8. Method of sensing the stomach.
9. What contrasting substance used in the diagnosis?
10. Radiographic signs of atresia of the esophagus.
11. Terms of surgical interventions in esophageal atresia
12. Indications for surgery
13. Surgical management of esophageal atresia
14. Types of surgery.
15. Rehabilitation of children with esophageal atresia
16. Postoperative complications.
17. . Embryogenesis diaphragm.
18. Classification of congenital diaphragm hernia.
19. Methods of diagnosis of diaphragm hernia.
20. Indications for contrast study stomach.
21. Indications iryhorafiyi.
22. Indications for immediate surgical intervention.
23. Options transactions in diaphragm hernia.
24. Postoperative complications of diaphragm hernia

Practical tasks.


1. Analysis of X-ray images of the esophagus and diaphragm pathology.
2. Methods of diagnosis of esophageal atresia and the samples Elephanta.

Recommended Reading.


Basic Books:
1. Ashkraft KU, Holder TM Children's surgery.
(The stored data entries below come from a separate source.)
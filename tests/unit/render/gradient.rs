use super::*;

fn stop(color: Color, position: f64) -> GradientStop {
    GradientStop { color, position }
}

fn px(buf: &[u8], w: u32, x: u32, y: u32) -> [u8; 4] {
    let i = ((y * w + x) * 4) as usize;
    [buf[i], buf[i + 1], buf[i + 2], buf[i + 3]]
}

#[test]
fn sample_stops_clamps_and_interpolates() {
    let stops = vec![stop(Color::BLACK, 20.0), stop(Color::WHITE, 80.0)];
    assert_eq!(sample_stops(&stops, 0.0), Color::BLACK);
    assert_eq!(sample_stops(&stops, 1.0), Color::WHITE);
    assert_eq!(sample_stops(&stops, 0.5), Color::rgb(128, 128, 128));
    assert_eq!(sample_stops(&[], 0.5), Color::TRANSPARENT);
}

#[test]
fn linear_180_runs_top_to_bottom() {
    let g = Gradient {
        kind: GradientKind::Linear,
        angle: 180.0,
        stops: vec![stop(Color::BLACK, 0.0), stop(Color::WHITE, 100.0)],
    };
    let buf = rasterize_gradient(&g, 10, 100);
    let top = px(&buf, 10, 5, 0);
    let bottom = px(&buf, 10, 5, 99);
    assert!(top[0] < 5, "{top:?}");
    assert!(bottom[0] > 250, "{bottom:?}");
    // Constant along a row.
    assert_eq!(px(&buf, 10, 0, 50), px(&buf, 10, 9, 50));
}

#[test]
fn linear_90_runs_left_to_right() {
    let g = Gradient {
        kind: GradientKind::Linear,
        angle: 90.0,
        stops: vec![stop(Color::rgb(255, 0, 0), 0.0), stop(Color::rgb(0, 0, 255), 100.0)],
    };
    let buf = rasterize_gradient(&g, 100, 10);
    assert!(px(&buf, 100, 0, 5)[0] > 250);
    assert!(px(&buf, 100, 99, 5)[2] > 250);
}

#[test]
fn radial_is_center_out() {
    let g = Gradient {
        kind: GradientKind::Radial,
        angle: 0.0,
        stops: vec![stop(Color::WHITE, 0.0), stop(Color::BLACK, 100.0)],
    };
    let buf = rasterize_gradient(&g, 100, 100);
    assert!(px(&buf, 100, 50, 50)[0] > 250);
    assert!(px(&buf, 100, 0, 50)[0] < 5);
    assert_eq!(px(&buf, 100, 0, 0), [0, 0, 0, 255]);
}

#[test]
fn unsorted_stops_are_sorted() {
    let g = Gradient {
        kind: GradientKind::Linear,
        angle: 180.0,
        stops: vec![stop(Color::WHITE, 100.0), stop(Color::BLACK, 0.0)],
    };
    let buf = rasterize_gradient(&g, 1, 100);
    assert!(px(&buf, 1, 0, 0)[0] < 5);
}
St. Petersburg, 1996, 384p.
2. Isakovi YF Hyrurhycheskye disease of child age. - Moscow: Medicine, 2004 - 1t, 567s.
3. Sushko VI Surgery childhood. - Kyiv, HEALTH, 2009. - 704 p.
4. Isakovi JF, Dronov. Children's surgery. (Of the National MANUAL) - M "HЭOTAR-Media", 2008.-809s.
Further Reading:
1. Resnick BJ, Zaporozhan VN, Minkov IP Vrozhdennыe development defects in children. - Odessa: AO: BAKHVA, 1994. - 448p.
2. Soloviev AE Neotlozhnaya Surgery of child age. - Zaporozhye, 2000. - 421s
3. Surgical Pathology. / Pod.red. Hrubnyka V. - Odessa, 2003. - 447s.
4. Shunko EE, Hanes GS, Lakshya O.T.Perynatalnыy sepsis. Teaching and method. Handbook. Kiev. Rutenyya, 2002
5. Diagnostic Radiology / Ed. by C.A.Gooding. - J.B. Lippincott Company, Philadelphia, 1990. - 552p.